In a story in Wednesday’s New York Times, I write about how Earthjustice, a non-profit law firm, ran a successful successful fundraising campaign to help the climate change-endangered American pika by using Foursquare and location-based advertising:

SAN FRANCISCO

IN a city passionate about the environment and technology, commuters are using their smartphones to check in at a popular social networking service to help keep a critter threatened by climate change from checking out.

“What does it take to help save the endangered pika? About 20 seconds,” read ads from Earthjustice, a nonprofit environmental law firm, that line San Francisco transit stations and feature the cute rabbitlike American pika in its Sierra Nevada mountain redoubt. “Check in now at Foursquare at ‘Earthjustice ad.’ Every time you check in, an Earthjustice donor will donate $10 to protect endangered species.”

Foursquare, a rapidly growing social network, lets people use their mobile phones to announce their location to friends. When they arrive at a restaurant, bar or another site, they “check in” and can broadcast their whereabouts through other social networking sites like Facebook and Twitter.

The Earthjustice campaign appears to be among the first to let people check in at a physical billboard, a tactic that has proved successful for the firm and could be attractive to other advertisers, according to industry analysts and Foursquare executives.

“Tying in location allows the advertiser to see which particular ads are more successful at prompting responses,” said Noah Elkin, a mobile marketing analyst at eMarketer, a New York research firm. “Plus, checking in allows each person to share what they think is important about the ad campaign. If they post their check-ins to Facebook and Twitter, you’ve reached a much broader audience.”

Earthjustice’s foray in location-based fund-raising began after the group was offered free ad space to run public service announcements at several Bay Area Rapid Transit stations.

“Foursquare was becoming very popular, especially here in San Francisco, and the BP oil spill had happened not too long before, so it was this perfect storm,” said Ray Wan, the marketing manager for Earthjustice, which is based in Oakland, Calif. “A lot of the time people are standing around BART checking their phones as they wait for their train, so it was a no-brainer to use Foursquare as way to get them to engage with the ads and support our work.”

Earthjustice persuaded one of its donors in the Bay Area, whom Mr. Wan described as “very progressive” but who wished to remain anonymous, to pledge $50,000 toward the experimental campaign.

Human Ideas, a Minneapolis firm, created the wall-size ad featuring the pika, which many biologists consider the animal most at risk in the continental United States from global warming. Earthjustice represents the Center for Biological Diversity, an environmental group that is fighting to place the pika on state and federal endangered species lists.

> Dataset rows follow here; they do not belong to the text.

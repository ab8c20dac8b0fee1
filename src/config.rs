//! Editor configuration parsed from environment variables.

#[cfg(test)]
#[path = "config_test.rs"]
mod config_test;

use crate::consts::{
    DEFAULT_COLOR, DEFAULT_FONT_FAMILY, DEFAULT_FONT_SIZE, ENV_DEFAULT_COLOR, ENV_DEFAULT_FONT_FAMILY,
    ENV_DEFAULT_FONT_SIZE, ENV_HISTORY_LIMIT, ENV_STRICT_KEYS,
};
use crate::error::EditorError;

/// Style defaults the render consumer applies to fields that leave them unset.
#[derive(Debug, Clone, PartialEq)]
pub struct FieldDefaults {
    pub font_size: f64,
    pub font_family: String,
    pub color: String,
}

impl Default for FieldDefaults {
    fn default() -> Self {
        Self {
            font_size: DEFAULT_FONT_SIZE,
            font_family: DEFAULT_FONT_FAMILY.to_string(),
            color: DEFAULT_COLOR.to_string(),
        }
    }
}

#[derive(Debug, Clone, PartialEq, Default)]
pub struct EditorConfig {
    /// Maximum `past` depth. `None` keeps every entry.
    pub history_limit: Option<usize>,
    /// Reject empty and duplicate keys in `Editor::add_field`.
    pub strict_keys: bool,
    pub defaults: FieldDefaults,
}

impl EditorConfig {
    /// Build typed editor config from environment variables.
    ///
    /// Optional:
    /// - `CERT_EDITOR_HISTORY_LIMIT`: unbounded when absent
    /// - `CERT_EDITOR_STRICT_KEYS`: `true`/`false`, default `false`
    /// - `CERT_EDITOR_DEFAULT_FONT_SIZE`: default 24
    /// - `CERT_EDITOR_DEFAULT_FONT_FAMILY`: default `Poppins`
    /// - `CERT_EDITOR_DEFAULT_COLOR`: default `#000000`
    ///
    /// # Errors
    ///
    /// Returns `Config` if a present variable cannot be parsed.
    pub fn from_env() -> Result<Self, EditorError> {
        Self::from_lookup(|key| std::env::var(key).ok())
    }

    /// Build config from an arbitrary key lookup.
    ///
    /// # Errors
    ///
    /// Returns `Config` if a present value cannot be parsed.
    pub fn from_lookup<F>(lookup: F) -> Result<Self, EditorError>
    where
        F: Fn(&str) -> Option<String>,
    {
        let history_limit = lookup(ENV_HISTORY_LIMIT)
            .map(|raw| parse_history_limit(&raw))
            .transpose()?;
        let strict_keys = parse_bool(ENV_STRICT_KEYS, lookup(ENV_STRICT_KEYS).as_deref())?;

        let font_size = match lookup(ENV_DEFAULT_FONT_SIZE) {
            Some(raw) => parse_font_size(&raw)?,
            None => DEFAULT_FONT_SIZE,
        };
        let font_family = non_empty_or(lookup(ENV_DEFAULT_FONT_FAMILY), DEFAULT_FONT_FAMILY);
        let color = non_empty_or(lookup(ENV_DEFAULT_COLOR), DEFAULT_COLOR);

        Ok(Self { history_limit, strict_keys, defaults: FieldDefaults { font_size, font_family, color } })
    }
}

fn parse_history_limit(raw: &str) -> Result<usize, EditorError> {
    raw.trim()
        .parse::<usize>()
        .map_err(|_| EditorError::Config(format!("invalid {ENV_HISTORY_LIMIT}: {raw}")))
}

fn parse_bool(key: &str, raw: Option<&str>) -> Result<bool, EditorError> {
    match raw.map(str::trim) {
        None | Some("") => Ok(false),
        Some("1" | "true" | "TRUE" | "yes") => Ok(true),
        Some("0" | "false" | "FALSE" | "no") => Ok(false),
        Some(other) => Err(EditorError::Config(format!("invalid {key}: {other} (expected true or false)"))),
    }
}

fn parse_font_size(raw: &str) -> Result<f64, EditorError> {
    match raw.trim().parse::<f64>() {
        Ok(size) if size.is_finite() && size > 0.0 => Ok(size),
        _ => Err(EditorError::Config(format!("invalid {ENV_DEFAULT_FONT_SIZE}: {raw}"))),
    }
}

fn non_empty_or(raw: Option<String>, default: &str) -> String {
    match raw {
        Some(v) if !v.trim().is_empty() => v.trim().to_string(),
        _ => default.to_string(),
    }
}
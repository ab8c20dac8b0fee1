//! Editor façade: named operations over the reducer.
//!
//! Hosts call `select`, `set_value`, `move_field`, and friends instead of
//! building [`Action`]s by hand. Each call is a thin dispatch; the reducer
//! does the work. [`Editor::snapshot`] is the only way state leaves the
//! editor for persistence or rendering, and it carries `{layout, values}`
//! only.

#[cfg(test)]
#[path = "editor_test.rs"]
mod editor_test;

use tracing::{debug, info, trace, warn};

use crate::action::{Action, FieldPatch};
use crate::config::EditorConfig;
use crate::error::EditorError;
use crate::layout::{FieldValues, LayoutSnapshot, Snapshot, TemplateField, clone_layout};
use crate::reducer::{EditorState, reduce_bounded};
use crate::resolve::{ResolvedField, resolve_fields};

/// One editing session over one certificate layout.
#[derive(Debug, Clone, Default)]
pub struct Editor {
    state: EditorState,
    config: EditorConfig,
}

impl Editor {
    /// An editor over an empty default layout.
    #[must_use]
    pub fn new() -> Self {
        Self::default()
    }

    #[must_use]
    pub fn with_config(config: EditorConfig) -> Self {
        Self { state: EditorState::default(), config }
    }

    /// Open an editor on a persisted `{layout, values}` pair.
    #[must_use]
    pub fn from_snapshot(snapshot: Snapshot, config: EditorConfig) -> Self {
        let mut editor = Self::with_config(config);
        editor.init(snapshot.layout, snapshot.values);
        editor
    }

    // --- Dispatch ---

    /// Apply one action.
    ///
    /// # Errors
    ///
    /// Only `add-field` can fail, and only in strict-key mode; see
    /// [`Self::add_field`]. The state is unchanged on error.
    pub fn dispatch(&mut self, action: Action) -> Result<(), EditorError> {
        if let Action::AddField { ref field, .. } = action {
            self.check_new_key(&field.key)?;
        }
        self.apply(action);
        Ok(())
    }

    fn apply(&mut self, action: Action) {
        let name = action.name();
        let noop = match action {
            Action::Undo => !self.state.can_undo(),
            Action::Redo => !self.state.can_redo(),
            _ => false,
        };
        if noop {
            trace!(action = name, "nothing to {name}");
            return;
        }

        let state = std::mem::take(&mut self.state);
        self.state = reduce_bounded(state, action, self.config.history_limit);
        debug!(
            action = name,
            past = self.state.past.len(),
            future = self.state.future.len(),
            "editor dispatch"
        );
    }

    fn check_new_key(&self, key: &str) -> Result<(), EditorError> {
        if !self.config.strict_keys {
            return Ok(());
        }
        if key.is_empty() {
            warn!("add_field rejected: empty key");
            return Err(EditorError::EmptyKey);
        }
        if self.state.layout.contains_key(key) {
            warn!(%key, "add_field rejected: duplicate key");
            return Err(EditorError::DuplicateKey(key.to_string()));
        }
        Ok(())
    }

    // --- Operations ---

    /// Hard reset to `layout` and `values`. Clears history and selection.
    pub fn init(&mut self, layout: LayoutSnapshot, values: FieldValues) {
        info!(fields = layout.fields.len(), values = values.len(), "editor init");
        self.apply(Action::Init { layout, values });
    }

    /// Validate `layout` and then [`Self::init`].
    ///
    /// # Errors
    ///
    /// Returns the first [`LayoutSnapshot::validate`] failure; the editor is
    /// left untouched.
    pub fn try_init(&mut self, layout: LayoutSnapshot, values: FieldValues) -> Result<(), EditorError> {
        layout.validate()?;
        self.init(layout, values);
        Ok(())
    }

    /// Select a field, or clear the selection with `None`. Not undoable.
    pub fn select(&mut self, key: Option<String>) {
        self.apply(Action::Select { key });
    }

    pub fn set_value(&mut self, key: impl Into<String>, value: impl Into<String>) {
        self.apply(Action::SetValue { key: key.into(), value: value.into() });
    }

    pub fn move_field(&mut self, key: impl Into<String>, x: f64, y: f64) {
        self.apply(Action::MoveField { key: key.into(), x, y });
    }

    pub fn style_field(&mut self, key: impl Into<String>, patch: FieldPatch) {
        self.apply(Action::StyleField { key: key.into(), patch });
    }

    /// Append `field`, optionally seed its value, and select it.
    ///
    /// # Errors
    ///
    /// With `strict_keys` enabled, returns `EmptyKey` or `DuplicateKey` and
    /// leaves the state untouched. Without it this never fails, and a
    /// duplicate key is appended as-is.
    pub fn add_field(&mut self, field: TemplateField, default_value: Option<String>) -> Result<(), EditorError> {
        self.dispatch(Action::AddField { field, default_value })
    }

    pub fn undo(&mut self) {
        self.apply(Action::Undo);
    }

    pub fn redo(&mut self) {
        self.apply(Action::Redo);
    }

    // --- Queries ---

    /// The `{layout, values}` pair for persistence and rendering.
    #[must_use]
    pub fn snapshot(&self) -> Snapshot {
        Snapshot { layout: clone_layout(&self.state.layout), values: self.state.values.clone() }
    }

    /// Every field resolved for rendering, using the configured defaults.
    #[must_use]
    pub fn resolved_fields(&self) -> Vec<ResolvedField> {
        resolve_fields(&self.state.layout, &self.state.values, &self.config.defaults)
    }

    #[must_use]
    pub fn layout(&self) -> &LayoutSnapshot {
        &self.state.layout
    }

    #[must_use]
    pub fn values(&self) -> &FieldValues {
        &self.state.values
    }

    #[must_use]
    pub fn selected_key(&self) -> Option<&str> {
        self.state.selected_key.as_deref()
    }

    /// The currently selected field, if the selection names one.
    #[must_use]
    pub fn selected_field(&self) -> Option<&TemplateField> {
        self.selected_key().and_then(|key| self.state.layout.field(key))
    }

    #[must_use]
    pub fn can_undo(&self) -> bool {
        self.state.can_undo()
    }

    #[must_use]
    pub fn can_redo(&self) -> bool {
        self.state.can_redo()
    }

    /// `(past, future)` stack lengths.
    #[must_use]
    pub fn history_depths(&self) -> (usize, usize) {
        (self.state.past.len(), self.state.future.len())
    }

    /// Full reducer state, history included.
    #[must_use]
    pub fn state(&self) -> &EditorState {
        &self.state
    }

    #[must_use]
    pub fn config(&self) -> &EditorConfig {
        &self.config
    }
}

The pint-size mammal lives mostly in mountainous areas in the western United States and Canada, and even a small spike in its body temperature is fatal. As temperatures have risen, pika populations have vanished from lower elevations, while other populations have remained stable. In February, federal officials declined to give endangered species status to the pika.

The ad for the pika is just one of three that Human Ideas has created for Earthjustice. Another ad, squeezed between billboards for banks and insurance companies, shows an offshore oil rig and declares, “Use your cellphone to drill the oil industry.” A third ad pictures Lake Tahoe, admonishing commuters, “Don’t just stand there. Stand there and help keep Tahoe’s water clean.”

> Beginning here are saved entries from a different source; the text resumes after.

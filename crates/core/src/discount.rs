//! Discount codes and order totals.
//!
//! Codes are created by admins in the backend. The storefront validates them
//! against the current cart before a payment order is created, so the amount
//! charged always matches the totals the member was shown.

use chrono::{DateTime, Utc};
use rust_decimal::Decimal;
use serde::{Deserialize, Serialize};
use thiserror::Error;

use crate::{Price, PriceError};

const MIN_CODE_LENGTH: usize = 3;
const MAX_CODE_LENGTH: usize = 32;

/// Reasons a discount cannot be applied.
#[derive(Debug, Error, Clone, PartialEq, Eq)]
pub enum DiscountError {
    #[error("discount code must be 3-32 letters, digits, '-' or '_'")]
    InvalidCode,
    #[error("discount code is not active")]
    Inactive,
    #[error("discount code is not valid yet")]
    NotStarted,
    #[error("discount code has expired")]
    Expired,
    #[error("discount code has reached its usage limit")]
    UsageLimitReached,
    #[error("order must be at least {minimum} to use this code")]
    BelowMinimum { minimum: Price },
    #[error("percentage must be between 0 and 100")]
    InvalidPercentage,
    #[error(transparent)]
    Price(#[from] PriceError),
}

/// A normalized discount code (uppercase).
#[derive(Debug, Clone, PartialEq, Eq, Hash, Serialize, Deserialize)]
#[serde(try_from = "String", into = "String")]
pub struct DiscountCode(String);

impl DiscountCode {
    /// Parse a code as typed by a member.
    ///
    /// # Errors
    ///
    /// Returns `DiscountError::InvalidCode` for empty, oversized or
    /// malformed input.
    pub fn parse(s: &str) -> Result<Self, DiscountError> {
        let code = s.trim().to_ascii_uppercase();
        let valid_len = (MIN_CODE_LENGTH..=MAX_CODE_LENGTH).contains(&code.len());
        let valid_chars = code
            .chars()
            .all(|c| c.is_ascii_alphanumeric() || c == '-' || c == '_');
        if !valid_len || !valid_chars {
            return Err(DiscountError::InvalidCode);
        }
        Ok(Self(code))
    }

    #[must_use]
    pub fn as_str(&self) -> &str {
        &self.0
    }
}

impl std::fmt::Display for DiscountCode {
    fn fmt(&self, f: &mut std::fmt::Formatter<'_>) -> std::fmt::Result {
        f.write_str(&self.0)
    }
}

impl TryFrom<String> for DiscountCode {
    type Error = DiscountError;

    fn try_from(value: String) -> Result<Self, Self::Error> {
        Self::parse(&value)
    }
}

impl From<DiscountCode> for String {
    fn from(code: DiscountCode) -> Self {
        code.0
    }
}

/// How much a code takes off.
#[derive(Debug, Clone, Copy, PartialEq, Eq, Serialize, Deserialize)]
#[serde(tag = "type", rename_all = "snake_case")]
pub enum DiscountKind {
    /// Percentage of the subtotal, 0-100.
    Percentage { percent: Decimal },
    /// Flat amount off.
    Fixed { amount: Price },
}

/// A discount code with its constraints.
#[derive(Debug, Clone, PartialEq, Eq, Serialize, Deserialize)]
pub struct DiscountRule {
    pub code: DiscountCode,
    pub kind: DiscountKind,
    pub min_order: Option<Price>,
    pub max_discount: Option<Price>,
    pub starts_at: Option<DateTime<Utc>>,
    pub ends_at: Option<DateTime<Utc>>,
    pub usage_limit: Option<u32>,
    pub usage_count: u32,
    pub active: bool,
}

impl DiscountRule {
    /// Check whether the code can be applied to `subtotal` at `now`.
    ///
    /// # Errors
    ///
    /// Returns the first failing [`DiscountError`].
    pub fn validate(&self, subtotal: Price, now: DateTime<Utc>) -> Result<(), DiscountError> {
        if !self.active {
            return Err(DiscountError::Inactive);
        }
        if self.starts_at.is_some_and(|start| now < start) {
            return Err(DiscountError::NotStarted);
        }
        if self.ends_at.is_some_and(|end| now >= end) {
            return Err(DiscountError::Expired);
        }
        if self
            .usage_limit
            .is_some_and(|limit| self.usage_count >= limit)
        {
            return Err(DiscountError::UsageLimitReached);
        }
        if let DiscountKind::Percentage { percent } = self.kind
            && (percent.is_sign_negative() || percent > Decimal::ONE_HUNDRED)
        {
            return Err(DiscountError::InvalidPercentage);
        }
        if let Some(minimum) = self.min_order {
            // Currency mismatch surfaces here rather than silently passing.
            let shortfall = minimum.saturating_sub(subtotal)?;
            if !shortfall.is_zero() {
                return Err(DiscountError::BelowMinimum { minimum });
            }
        }
        Ok(())
    }

    /// Amount taken off `subtotal`. Never negative, never more than `subtotal`.
    ///
    /// # Errors
    ///
    /// Returns `DiscountError::Price` if currencies differ.
    pub fn discount_for(&self, subtotal: Price) -> Result<Price, DiscountError> {
        let raw = match self.kind {
            DiscountKind::Percentage { percent } => {
                let percent = percent.clamp(Decimal::ZERO, Decimal::ONE_HUNDRED);
                Price::new(
                    subtotal.amount * percent / Decimal::ONE_HUNDRED,
                    subtotal.currency_code,
                )
                .round_to_cents()
            }
            DiscountKind::Fixed { amount } => {
                subtotal.ensure_same_currency(amount)?;
                Price::new(amount.amount.max(Decimal::ZERO), amount.currency_code)
            }
        };

        let capped = match self.max_discount {
            Some(cap) => {
                subtotal.ensure_same_currency(cap)?;
                Price::new(raw.amount.min(cap.amount), raw.currency_code)
            }
            None => raw,
        };

        Ok(Price::new(
            capped.amount.min(subtotal.amount).max(Decimal::ZERO),
            subtotal.currency_code,
        ))
    }
}

/// Subtotal, discount and amount to charge.
#[derive(Debug, Clone, PartialEq, Eq, Serialize, Deserialize)]
pub struct Totals {
    pub subtotal: Price,
    pub discount: Price,
    pub total: Price,
    pub discount_code: Option<DiscountCode>,
}

impl Totals {
    /// Compute totals, applying `rule` if given.
    ///
    /// # Errors
    ///
    /// Returns a [`DiscountError`] if the rule does not apply.
    pub fn compute(
        subtotal: Price,
        rule: Option<&DiscountRule>,
        now: DateTime<Utc>,
    ) -> Result<Self, DiscountError> {
        let Some(rule) = rule else {
            return Ok(Self {
                subtotal,
                discount: Price::zero(subtotal.currency_code),
                total: subtotal,
                discount_code: None,
            });
        };

        rule.validate(subtotal, now)?;
        let discount = rule.discount_for(subtotal)?;
        let total = subtotal.saturating_sub(discount)?;

        Ok(Self {
            subtotal,
            discount,
            total,
            discount_code: Some(rule.code.clone()),
        })
    }
}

“We want donor dollars to go to causes that are meaningful to Californians,” said Mr. Wan. “When you’re standing around in this urban environment, all the ads are for Starbucks or banks, so to see the pika staring at you turns your head.”

Commuters have checked in at the ads more than 5,700 times, meeting Earthjustice’s $50,000 fund-raising goal.

Many of those who use Foursquare automatically post their Earthjustice check-ins on their Twitter and Facebook pages, further spreading the group’s message.

You can read the rest of the story here.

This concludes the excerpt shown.